The reverend gentleman raised his hands in righteous horror. Then, after fervently murmuring the first lines of Luther's hymn, "A safe stronghold our God is still!" he rose to go.
"Farewell, sir," said he. "Never again can I come here. When I reach home I shall at once make a representation to our authorities to compel you to build up your exit on the island side, so that you and yours may never come forth to trouble and contaminate our people."
"Fear not, friend," said the Master, calmly and emphatically. "We never shall go out to trouble you; but it will not be long ere you come here to us. Listen! In this very year a famine will visit your island. I have learnt as much already from those demons of mine. Ay, and your people will come crawling on their knees to me who possess the power to turn the rocks into bread, and they will sing 'Hallelujah Satanas!' in chorus."
The clergyman pulled his gown over his ears in order to shut out such blasphemy, and rushed precipitately down stairs and out at the lower door. Never again had he the least inclination to pay a further pastoral visit to the Satanic Apostle of Dago.


CHAPTER IV
The Sorcerer
The Master of the Tower of Dago spoke the truth. It was really the powers of Darkness that helped him to make the rocks and water into bread and wine. He also stated a simple fact when he declared that the agent in the transformation was the furnace in the observatory at the summit of the tower. It was in the following manner that this work of sorcery was accomplished.

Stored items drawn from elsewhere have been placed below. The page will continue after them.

//! RDATA type definitions.
//!
//! Unlike a full DNS message codec, these types parse the *presentation*
//! format: the rdata portion of one line of validating-resolver output
//! (what `dig` prints). Encoding, on the other hand, produces the binary
//! rdata forms that the chain format and the DS digest computation need.

use std::fmt::Display;
use std::io::Write;

use crate::error::{EncodeError, ParseError};
use crate::RecordType;

pub mod cname;
pub mod dnskey;
pub mod ds;
pub mod rrsig;
pub mod soa;
pub mod txt;

pub use cname::CNAME;
pub use dnskey::DNSKEY;
pub use ds::DS;
pub use rrsig::RRSIG;
pub use soa::SOA;
pub use txt::TXT;

/// A trait for working with the different RDATA types.
pub trait RdataTrait: Sized + Display {
    /// The record type this RDATA belongs to.
    const RTYPE: RecordType;

    /// Parses the RDATA from its presentation format, i.e. the rdata portion
    /// of one line of resolver output.
    fn parse_rdata(rdata: &str) -> Result<Self, ParseError>;

    /// Encodes the RDATA into the given `buf` and returns the number of
    /// written bytes on success.
    ///
    /// If an error is returned, no guarantees for the state of `buf` are
    /// given.
    fn encode_rdata_into(&self, buf: &mut impl Write) -> Result<u16, EncodeError>;

    /// Encodes the RDATA and returns the encoded bytes.
    fn encode(&self) -> Result<Vec<u8>, EncodeError> {
        let mut rdata = Vec::new();
        self.encode_rdata_into(&mut rdata)?;
        Ok(rdata)
    }
}

/// Splits `rdata` into its first `n` whitespace-separated fields plus the
/// concatenation of all remaining tokens.
///
/// The trailing concatenation serves base64/hex payloads, which resolvers
/// print in whitespace-separated groups: joining the tokens strips the
/// whitespace, leaving the bare payload for decoding. Returns [`None`] if
/// there are fewer than `n` fields or the payload is empty.
pub(crate) fn fields_and_payload(rdata: &str, n: usize) -> Option<(Vec<&str>, String)> {
    let mut tokens = rdata.split_whitespace();
    let fields: Vec<&str> = tokens.by_ref().take(n).collect();
    if fields.len() < n {
        return None;
    }

    let payload: String = tokens.collect();
    if payload.is_empty() {
        return None;
    }

    Some((fields, payload))
}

On a day when the position of the barometer and the cries of the sea-gulls announced the approach of a storm, the Apostle of Dago assembled his companions in a subterranean chamber of his tower. This vault was called the "chapel." It contained a pulpit, from which the Master himself was in the habit of exhorting his flock. It was, indeed, a strange chapel!
And what frightful exhortations were these! Exhortations to the perpetration of all manner of misdeeds and cruelty; the ten commandments of God reversed; perpetual enmity towards all mankind, and especially towards their own land, their dearest friends, their fathers and brothers; sin in its deepest depths of depravity raised aloft as a virtue; faithlessness and treachery the highest duty; and the malediction of the world the most perfect bliss! Such was the gospel of Dago.

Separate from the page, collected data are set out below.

//! The per-zone data model of an authentication chain.
//!
//! A chain is a path of zones from the root down to the target. Each zone
//! carries its DNSKEY set and an *exit*: the thing a verifier must
//! authenticate within the zone, which is either the DS set delegating to
//! the next zone or the terminal record set at the end of the path. Path
//! neighbours are implicit in the order of the surrounding `Vec<Zone>`.

use catena_proto::rdata::{DNSKEY, DS, RRSIG, TXT};
use catena_proto::rrset::RrSet;
use catena_proto::Name;

/// One DS record of a delegation, together with the planner's elide mark.
#[derive(Clone, Debug)]
pub struct DsEntry {
    pub ds: DS,
    /// True once the planner has established that the verifier can
    /// recompute this DS from the next zone's entry key; elided records are
    /// emitted with a zero length and their bytes suppressed.
    pub elide: bool,
}

/// The delegation out of a zone: the DS set published at the child's owner
/// name, sorted by serialised rdata.
#[derive(Clone, Debug)]
pub struct Delegation {
    pub entries: Vec<DsEntry>,
    pub rrsigs: Vec<RRSIG>,
}

/// The record set that ends a chain.
#[derive(Clone, Debug)]
pub enum Terminal {
    /// The target is an alias. The current chain ends here and a fresh
    /// chain for the canonical name follows.
    Cname { target: Name, rrsigs: Vec<RRSIG> },
    /// The target's TXT records (sorted), expected to carry a `v=tls1`
    /// policy.
    Txt { records: Vec<TXT>, rrsigs: Vec<RRSIG> },
}

/// What the verifier must authenticate in a zone.
#[derive(Clone, Debug)]
pub enum Exit {
    Delegation(Delegation),
    Terminal(Terminal),
}

impl Exit {
    /// The signatures covering the exit record set.
    pub fn rrsigs(&self) -> &[RRSIG] {
        match self {
            Exit::Delegation(delegation) => &delegation.rrsigs,
            Exit::Terminal(Terminal::Cname { rrsigs, .. }) => rrsigs,
            Exit::Terminal(Terminal::Txt { rrsigs, .. }) => rrsigs,
        }
    }
}

/// A fully planned zone of the chain path.
#[derive(Clone, Debug)]
pub struct Zone {
    pub name: Name,
    /// The zone's DNSKEY set, sorted by serialised rdata. The chain format
    /// refers to keys by their index in this order.
    pub dnskey: RrSet<DNSKEY>,
    pub exit: Exit,
    /// Index of the entry key (the key the parent's DS authenticates; the
    /// trust-anchor key in the root zone).
    pub entry_key: usize,
    /// True iff the entry key itself signs the exit record, letting the
    /// serializer omit the DNSKEY signature and every other key.
    pub direct_key: bool,
    /// Signature over the DNSKEY set by the entry key. `None` iff
    /// [`Self::direct_key`] is set.
    pub dnskey_sig: Option<RRSIG>,
    /// Signature over the exit record set by a key of this zone.
    pub exit_sig: RRSIG,
    /// Set by splicing: the verifier already holds this zone's keys from
    /// the previous chain, so only the exit block is emitted.
    pub already_in_zone: bool,
}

While the Master uttered these doctrines his little son sat on the pulpit steps at his feet, so that he might early imbibe the frightful precepts in all childish simplicity, and continue their propagation when his father should have gone to his own place. The song of praise was never raised in that chapel; only the sound of scornful, scoffing laughter was ever heard.

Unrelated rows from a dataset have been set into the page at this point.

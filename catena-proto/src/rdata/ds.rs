//! `DS` RDATA definition.

use std::fmt::Display;
use std::io::Write;

use byteorder::{NetworkEndian, WriteBytesExt};
use data_encoding::HEXUPPER_PERMISSIVE;
use repr_with_fallback::repr_with_fallback;

use crate::error::{EncodeError, ParseError};
use crate::RecordType;

use super::dnskey::Algorithm;
use super::RdataTrait;

// import DNSKEY for easier rustdoc links
#[allow(unused_imports)]
use super::dnskey::DNSKEY;

repr_with_fallback! {
    /// Digest algorithms for the [`DS`] record.
    ///
    /// See <https://www.iana.org/assignments/ds-rr-types/ds-rr-types.xhtml>
    /// for the official list. Only SHA-1 and SHA-256 digests can be
    /// recomputed by a chain verifier; records with other digest types are
    /// carried verbatim but never matched against keys.
    #[derive(PartialEq, Eq, Copy, Clone, Debug)]
    #[non_exhaustive]
    pub enum DigestType {
        /// [RFC 3658](https://www.rfc-editor.org/rfc/rfc3658)
        SHA1 = 1,
        /// [RFC 4509](https://www.rfc-editor.org/rfc/rfc4509)
        SHA256 = 2,
        /// GOST R 34.11-94 [\[RFC 5933\]](https://www.rfc-editor.org/rfc/rfc5933)
        GOST = 3,
        /// [RFC 6605](https://www.rfc-editor.org/rfc/rfc6605)
        SHA384 = 4,
        Unassigned(u8),
    }
}

/// A record referring to a [`DNSKEY`] record by storing the key tag,
/// algorithm number, and a digest of the [`DNSKEY`] record.
/// [\[RFC 4034\]](https://www.rfc-editor.org/rfc/rfc4034)
///
/// The `DS` record and its corresponding [`DNSKEY`] record have the same
/// owner name, but the `DS` record appears only on the upper (parental) side
/// of a delegation and is authoritative data in the parent zone.
#[derive(PartialEq, Eq, Clone, Debug)]
pub struct DS {
    /// The key tag of the corresponding [`DNSKEY`] record.
    pub key_tag: u16,
    /// The algorithm used by the corresponding [`DNSKEY`] record.
    pub algorithm: Algorithm,
    /// The type of digest stored in [`Self::digest`].
    pub digest_type: DigestType,
    /// The digest of the corresponding [`DNSKEY`] record.
    pub digest: Vec<u8>,
}

impl RdataTrait for DS {
    const RTYPE: RecordType = RecordType::DS;

    /// Parses `DS` RDATA from its presentation format:
    /// `key-tag algorithm digest-type digest`, where the hex digest may span
    /// several whitespace-separated groups and use either letter case.
    fn parse_rdata(rdata: &str) -> Result<Self, ParseError> {
        let (fields, digest) = super::fields_and_payload(rdata, 3)
            .ok_or_else(|| ParseError::MalformedRdata(RecordType::DS, rdata.to_string()))?;

        Ok(Self {
            key_tag: fields[0].parse()?,
            algorithm: fields[1].parse::<u8>()?.into(),
            digest_type: fields[2].parse::<u8>()?.into(),
            digest: HEXUPPER_PERMISSIVE.decode(digest.as_bytes())?,
        })
    }

    fn encode_rdata_into(&self, buf: &mut impl Write) -> Result<u16, EncodeError> {
        buf.write_u16::<NetworkEndian>(self.key_tag)?;
        buf.write_u8(self.algorithm.into())?;
        buf.write_u8(self.digest_type.into())?;
        buf.write_all(&self.digest)?;

        Ok(self.digest.len() as u16 + 2 + 1 + 1)
    }
}

impl Display for DS {
    fn fmt(&self, f: &mut std::fmt::Formatter<'_>) -> std::fmt::Result {
        let digest = HEXUPPER_PERMISSIVE.encode(&self.digest);
        write!(
            f,
            "{} {} {} {}",
            self.key_tag,
            u8::from(self.algorithm),
            u8::from(self.digest_type),
            digest
        )
    }
}

#[cfg(test)]
mod tests {
    use super::{DigestType, DS};
    use crate::rdata::dnskey::Algorithm;
    use crate::rdata::RdataTrait;

    #[test]
    fn parse_presentation_rdata() {
        let ds = DS::parse_rdata("22878 8 2 da2b 9B76").unwrap();
        assert_eq!(ds.key_tag, 22878);
        assert_eq!(ds.algorithm, Algorithm::RSASHA256);
        assert_eq!(ds.digest_type, DigestType::SHA256);
        assert_eq!(ds.digest, [0xda, 0x2b, 0x9b, 0x76]);
    }

    #[test]
    fn serialised_form() {
        let ds = DS::parse_rdata("1111 8 3 0011223344").unwrap();
        assert_eq!(
            ds.encode().unwrap(),
            [0x04, 0x57, 8, 3, 0x00, 0x11, 0x22, 0x33, 0x44]
        );
    }

    #[test]
    fn rejects_odd_hex() {
        assert!(DS::parse_rdata("22878 8 2 ABC").is_err());
        assert!(DS::parse_rdata("22878 8 2 XY").is_err());
    }
}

"Overthrow the ten commandments! Be false; covet what is thy neighbour's; kill, steal, dishonour thy father, thy father's father, and the greatest father of all—the Tsar! Seek out for thyself a lovely flower whose name is woman; pluck it—then crush it, and cast it away when all its fragrance is fled!"
Doubtless the child understood but little as yet of such doctrines as those to which he was compelled to listen.
"To-night or to-morrow we hold high festival!"
Upon this announcement being made the inmates hastened to bring their small boats out of their concealment in the vault. These vessels were constructed to hold three men each, and were made of light wood covered with stout leather. They were then placed in readiness in a narrow creek leading from the vault out into the open sea.
As the storm at length began to break, the men were certain to be sitting ready in their boats, awaiting the expected "sacrifice."
As night began to fall the Master ascended alone to the observatory. He at once lighted the furnace, and heightened its brilliancy by means of lime and oxygen. He then removed the wainscot from the three walls opposite the large windows facing the sea. Behind the wainscot were immense concave mirrors of burnished steel. These now reflected back the dazzling light from the furnace in three directions away to the distant horizon.
Before the exercises of the night it was customary to ring the "chapel" bell. This was an enormous bell, which had once been taken as booty. It was suspended in a secret chamber beneath the observatory, and on being rung, its rumbling notes sounded through a semicircular window of the tower far out into the night. The tower had no opening on the land side, and the inhabitants of the island could neither see the light of the furnace nor hear the tolling of the bell. Every ship which appeared on the horizon in a stormy night must inevitably fall a prey to this diabolical stratagem.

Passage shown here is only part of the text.